I think that there must be some sort of handbook that television executives receive when they start working with a network. This book spells out all the variety and permutations of formula that can be played with when constructing a show. One of the cardinal rules must be that there has to be some complicated romantic intrigue brewing between the two main stars. The audience wants to see sexual tension, not gratification. If the audience actually get what they say they want, they immediately lose interest. Take, for example, Frasier: the instant that Niles and Daphne hooked up, there was no reason to watch anymore. On Smallville, this rule is fulfilled through the romance (or lack thereof) of Clark and Lana. Every episode lately seems to dance around their feelings for each other, and every week there’s some new reason why they can’t be together. On Tarzan, this never-to-be-until-the-last-season romance is (duh) Tarzan and Jane. Unfortunately, they seem to have as much chemistry as the two wet towels hanging up in my bathroom. In case that’s not a visual enough analogy, I’ll just say it: they don’t click. I honestly couldn’t care less if they hook up, an attitude which they seem to share with me. If there’s no tension, there’s no interest.

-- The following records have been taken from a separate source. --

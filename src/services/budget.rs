//! Shared call budgets.
//!
//! The engine has exactly two pieces of cross-instrument mutable state:
//! the advisory daily call budget and the dispatch-per-minute window.
//! Both are explicit counter services with check-and-increment performed
//! under one lock, injected where needed rather than read ambiently.

use chrono::NaiveDate;
use std::sync::Mutex;

/// A per-day call allowance. Once spent, callers skip the guarded
/// operation for the rest of that date; the counter rolls over when the
/// date changes.
pub struct DailyCallBudget {
    limit: u32,
    state: Mutex<DayCount>,
}

struct DayCount {
    date: Option<NaiveDate>,
    used: u32,
}

impl DailyCallBudget {
    pub fn new(limit: u32) -> Self {
        Self {
            limit,
            state: Mutex::new(DayCount { date: None, used: 0 }),
        }
    }

    /// Atomically claim one call for `date`. Returns false when the
    /// budget for that date is exhausted.
    pub fn try_acquire(&self, date: NaiveDate) -> bool {
        let mut state = self.state.lock().expect("budget lock poisoned");
        if state.date != Some(date) {
            state.date = Some(date);
            state.used = 0;
        }
        if state.used >= self.limit {
            return false;
        }
        state.used += 1;
        true
    }

    /// Calls left for `date`.
    pub fn remaining(&self, date: NaiveDate) -> u32 {
        let state = self.state.lock().expect("budget lock poisoned");
        if state.date == Some(date) {
            self.limit.saturating_sub(state.used)
        } else {
            self.limit
        }
    }
}

/// Fixed one-minute dispatch window. Excess candidates are dropped by
/// the caller, never queued.
pub struct DispatchRateLimiter {
    max_per_min: u32,
    state: Mutex<WindowCount>,
}

struct WindowCount {
    minute: i64,
    used: u32,
}

impl DispatchRateLimiter {
    pub fn new(max_per_min: u32) -> Self {
        Self {
            max_per_min,
            state: Mutex::new(WindowCount { minute: i64::MIN, used: 0 }),
        }
    }

    /// Atomically claim one dispatch slot in the minute containing
    /// `now_ms`.
    pub fn try_acquire(&self, now_ms: i64) -> bool {
        let minute = now_ms.div_euclid(60_000);
        let mut state = self.state.lock().expect("rate lock poisoned");
        if state.minute != minute {
            state.minute = minute;
            state.used = 0;
        }
        if state.used >= self.max_per_min {
            return false;
        }
        state.used += 1;
        true
    }
}
/**
 * Signal Engine End-to-End Tests
 *
 * Drives the full pipeline through its public API with stub
 * collaborators:
 * - synthetic uptrend producing exactly one buy then cooldown
 * - session gating (out-of-hours feeds touch nothing)
 * - advisory degradation (failing AI never changes the rule path)
 * - PCR edge cases with an empty call side
 */

use std::sync::{Arc, Mutex};

use async_trait::async_trait;
use banshee::config::Config;
use banshee::services::{GateDecision, IngestOutcome, IstSessionClock, SessionClock, SignalEngine};
use banshee::sources::{AdvisoryClient, AdvisoryError, DispatchSink, SinkError};
use banshee::types::{
    AiOpinion, ChainSnapshot, IndicatorSnapshot, Observation, Signal, SignalAction, StrikeEntry,
};
use chrono::{DateTime, FixedOffset, NaiveDate, TimeZone, Utc};

/// Session clock that treats every timestamp as in-session.
struct AlwaysOpen;

impl SessionClock for AlwaysOpen {
    fn is_open(&self, _now: DateTime<Utc>) -> bool {
        true
    }
    fn session_date(&self, now: DateTime<Utc>) -> Option<NaiveDate> {
        Some(now.date_naive())
    }
}

/// Advisory stub that always fails.
struct BrokenAdvisor;

#[async_trait]
impl AdvisoryClient for BrokenAdvisor {
    async fn request_opinion(
        &self,
        _snapshot: &IndicatorSnapshot,
    ) -> Result<AiOpinion, AdvisoryError> {
        Err(AdvisoryError::Timeout)
    }
}

/// Sink that records everything it is asked to deliver.
#[derive(Default)]
struct RecordingSink {
    delivered: Mutex<Vec<Signal>>,
}

#[async_trait]
impl DispatchSink for RecordingSink {
    async fn deliver(&self, signal: &Signal) -> Result<(), SinkError> {
        self.delivered.lock().unwrap().push(signal.clone());
        Ok(())
    }
}

const T0: i64 = 1_786_500_000_000;

fn test_config() -> Config {
    let mut config = Config::default();
    config.window.min_bars = 5;
    config.window.level_lookback = 2;
    // Long enough to cover the whole synthetic feed.
    config.alerts.cooldown_secs = 1800;
    config
}

fn engine(
    config: Config,
    advisory: Option<Arc<dyn AdvisoryClient>>,
    sink: Arc<RecordingSink>,
) -> Arc<SignalEngine> {
    SignalEngine::new(&config, Arc::new(AlwaysOpen), advisory, vec![sink])
}

fn bar(i: i64, price: f64) -> Observation {
    Observation::sample("NIFTY", T0 + i * 60_000, price, 1_000.0)
}

/// 30-bar uptrend: steady rally, a pullback that prints a swing high and
/// a swing low, then a breakout through the swing high.
fn uptrend_30() -> Vec<f64> {
    let mut path = Vec::new();
    for i in 0..=12 {
        path.push(22_800.0 + i as f64 * 20.0);
    }
    path.extend([23_020.0, 22_990.0, 22_960.0, 22_940.0]);
    path.extend([22_980.0, 23_010.0, 23_050.0, 23_080.0, 23_120.0, 23_160.0]);
    for i in 0..7 {
        path.push(23_180.0 + i as f64 * 25.0);
    }
    assert_eq!(path.len(), 30);
    path
}

fn chain(call_oi: u64, put_oi: u64) -> ChainSnapshot {
    ChainSnapshot {
        expiry: "2026-08-13".into(),
        strikes: vec![StrikeEntry {
            strike: 23_000,
            call_oi,
            put_oi,
            call_volume: 0,
            put_volume: 0,
            call_ltp: 0.0,
            put_ltp: 0.0,
            call_iv: None,
            put_iv: None,
        }],
    }
}

#[tokio::test]
async fn test_uptrend_breakout_emits_exactly_one_buy() {
    let sink = Arc::new(RecordingSink::default());
    let engine = engine(test_config(), None, sink.clone());

    // PCR 0.8: below the bearish threshold, not yet bullish.
    for (i, price) in uptrend_30().iter().enumerate() {
        engine
            .ingest(bar(i as i64, *price).with_chain(chain(10_000, 8_000)))
            .await;
    }

    let delivered = sink.delivered.lock().unwrap().clone();
    let buys: Vec<&Signal> = delivered
        .iter()
        .filter(|s| s.action == SignalAction::Buy)
        .collect();
    assert_eq!(buys.len(), 1, "delivered: {:?}", delivered);
    assert!(buys[0].strength > 0.45);
    assert!(buys[0]
        .reasons
        .iter()
        .any(|r| r.contains("Breakout above resistance")));

    // The signal references the snapshot that produced it.
    assert_eq!(buys[0].snapshot.symbol, "NIFTY");
    assert_eq!(buys[0].created_at, buys[0].snapshot.as_of);
}

#[tokio::test]
async fn test_qualifying_bars_inside_cooldown_are_suppressed() {
    let sink = Arc::new(RecordingSink::default());
    let engine = engine(test_config(), None, sink.clone());

    for (i, price) in uptrend_30().iter().enumerate() {
        engine.ingest(bar(i as i64, *price)).await;
    }
    let delivered_before = sink.delivered.lock().unwrap().len();
    assert!(delivered_before >= 1);

    // Five more qualifying breakout bars, all inside the 600s cooldown
    // of the last dispatch.
    for i in 0..5 {
        let outcome = engine.ingest(bar(30 + i, 23_400.0 + i as f64 * 30.0)).await;
        assert!(
            matches!(
                outcome,
                IngestOutcome::Suppressed(GateDecision::CoolingDown)
            ),
            "bar {}: {:?}",
            i,
            outcome
        );
    }
    assert_eq!(sink.delivered.lock().unwrap().len(), delivered_before);
}

#[tokio::test]
async fn test_cooldown_expiry_allows_redispatch() {
    let mut config = test_config();
    config.alerts.cooldown_secs = 120; // two bars
    let sink = Arc::new(RecordingSink::default());
    let engine = engine(config, None, sink.clone());

    for (i, price) in uptrend_30().iter().enumerate() {
        engine.ingest(bar(i as i64, *price)).await;
    }

    // The rally kept qualifying after the first dispatch, so with a
    // two-bar cooldown more than one buy made it through.
    let buys = sink
        .delivered
        .lock()
        .unwrap()
        .iter()
        .filter(|s| s.action == SignalAction::Buy)
        .count();
    assert!(buys > 1);
}

#[tokio::test]
async fn test_out_of_hours_feed_is_inert() {
    let mut config = test_config();
    config.window.min_bars = 1;
    let sink = Arc::new(RecordingSink::default());
    // Real IST clock; all bars stamped 03:00-03:30 IST on a weekday.
    let engine = SignalEngine::new(
        &config,
        Arc::new(IstSessionClock::new()),
        None,
        vec![sink.clone()],
    );

    let offset = FixedOffset::east_opt(5 * 3600 + 30 * 60).unwrap();
    let closed_base = offset
        .with_ymd_and_hms(2026, 8, 7, 3, 0, 0)
        .unwrap()
        .timestamp_millis();

    for (i, price) in uptrend_30().iter().enumerate() {
        let observation =
            Observation::sample("NIFTY", closed_base + i as i64 * 60_000, *price, 1_000.0);
        let outcome = engine.ingest(observation).await;
        assert!(matches!(outcome, IngestOutcome::MarketClosed));
    }

    assert!(engine.all_snapshots().is_empty());
    assert!(sink.delivered.lock().unwrap().is_empty());
    assert_eq!(engine.usage().signals_generated, 0);
}

#[tokio::test(start_paused = true)]
async fn test_broken_advisory_matches_rule_only_dispatches() {
    let rule_sink = Arc::new(RecordingSink::default());
    let rule_engine = engine(test_config(), None, rule_sink.clone());

    let degraded_sink = Arc::new(RecordingSink::default());
    let degraded_engine = engine(
        test_config(),
        Some(Arc::new(BrokenAdvisor)),
        degraded_sink.clone(),
    );

    for (i, price) in uptrend_30().iter().enumerate() {
        rule_engine.ingest(bar(i as i64, *price)).await;
        degraded_engine.ingest(bar(i as i64, *price)).await;
    }

    let rule_fingerprints: Vec<(String, SignalAction)> = rule_sink
        .delivered
        .lock()
        .unwrap()
        .iter()
        .map(|s| (s.symbol.clone(), s.action))
        .collect();
    let degraded_fingerprints: Vec<(String, SignalAction)> = degraded_sink
        .delivered
        .lock()
        .unwrap()
        .iter()
        .map(|s| (s.symbol.clone(), s.action))
        .collect();

    assert_eq!(rule_fingerprints, degraded_fingerprints);
    assert!(degraded_engine.usage().advisory_failures > 0);
}

#[tokio::test]
async fn test_zero_call_side_never_yields_undefined_ratio() {
    let sink = Arc::new(RecordingSink::default());
    let engine = engine(test_config(), None, sink.clone());

    // Entire uptrend with a put-only chain: PCR is undefined throughout.
    for (i, price) in uptrend_30().iter().enumerate() {
        engine
            .ingest(bar(i as i64, *price).with_chain(chain(0, 50_000)))
            .await;
    }

    let snapshot = engine.latest_snapshot("NIFTY").unwrap();
    assert_eq!(snapshot.pcr, None);

    // Signals still flowed from the other factors, and none of them
    // carries a NaN or infinite value anywhere.
    for signal in sink.delivered.lock().unwrap().iter() {
        assert!(signal.strength.is_finite());
        assert!(signal.snapshot.pcr.is_none());
        assert!(signal.snapshot.vwap.is_finite());
    }
}

#[tokio::test]
async fn test_out_of_order_observations_do_not_change_snapshots() {
    let sink_a = Arc::new(RecordingSink::default());
    let clean = engine(test_config(), None, sink_a);
    let sink_b = Arc::new(RecordingSink::default());
    let noisy = engine(test_config(), None, sink_b);

    let path = uptrend_30();
    for (i, price) in path.iter().enumerate() {
        clean.ingest(bar(i as i64, *price)).await;

        noisy.ingest(bar(i as i64, *price)).await;
        // Replay an older bar after every accepted one.
        if i >= 2 {
            let outcome = noisy.ingest(bar(i as i64 - 2, *price + 500.0)).await;
            assert!(matches!(outcome, IngestOutcome::StaleObservation));
        }
    }

    let clean_snapshot = clean.latest_snapshot("NIFTY").unwrap();
    let noisy_snapshot = noisy.latest_snapshot("NIFTY").unwrap();
    assert_eq!(clean_snapshot.as_of, noisy_snapshot.as_of);
    assert_eq!(clean_snapshot.price, noisy_snapshot.price);
    assert!((clean_snapshot.vwap - noisy_snapshot.vwap).abs() < 1e-9);
    assert_eq!(clean_snapshot.bar_count, noisy_snapshot.bar_count);
    assert_eq!(clean_snapshot.support_levels, noisy_snapshot.support_levels);
    assert_eq!(
        clean_snapshot.resistance_levels,
        noisy_snapshot.resistance_levels
    );
}

#[tokio::test]
async fn test_instruments_are_isolated() {
    let sink = Arc::new(RecordingSink::default());
    let engine = engine(test_config(), None, sink.clone());

    // NIFTY rallies into a breakout while BANKNIFTY sits flat.
    for (i, price) in uptrend_30().iter().enumerate() {
        engine.ingest(bar(i as i64, *price)).await;
        engine
            .ingest(Observation::sample(
                "BANKNIFTY",
                T0 + i as i64 * 60_000,
                51_000.0,
                500.0,
            ))
            .await;
    }

    let delivered = sink.delivered.lock().unwrap();
    assert!(delivered.iter().all(|s| s.symbol == "NIFTY"));
    assert!(engine.latest_snapshot("BANKNIFTY").is_some());
    assert!(engine
        .recent_signals(Some("BANKNIFTY"), 10)
        .is_empty());
}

Tarzan is the WB’s stilted effort to appeal to an older, more mature audience, since they’ve had the teen demographic cinched for a while now. To achieve that end, Tarzan is darker, more intense, and filled with adults who are actually playing adults, instead of teenagers. The violence is more realistic, the plot hinges less on high school high jinx than brutal crimes, and the main characters live in the big bad world instead of in their parent’s basements. I applaud the WB for attempting to branch out and secure for itself a piece of the adult entertainment section, but this appalling show is definitely not the way to go. There would have to be some major changes on Tarzan to make the show even remotely appealing, outside of the masochistic niche of bad TV lovers. But since this is the WB, and Tarzan follows Charmed, this is probably as good a show as we’re going to get.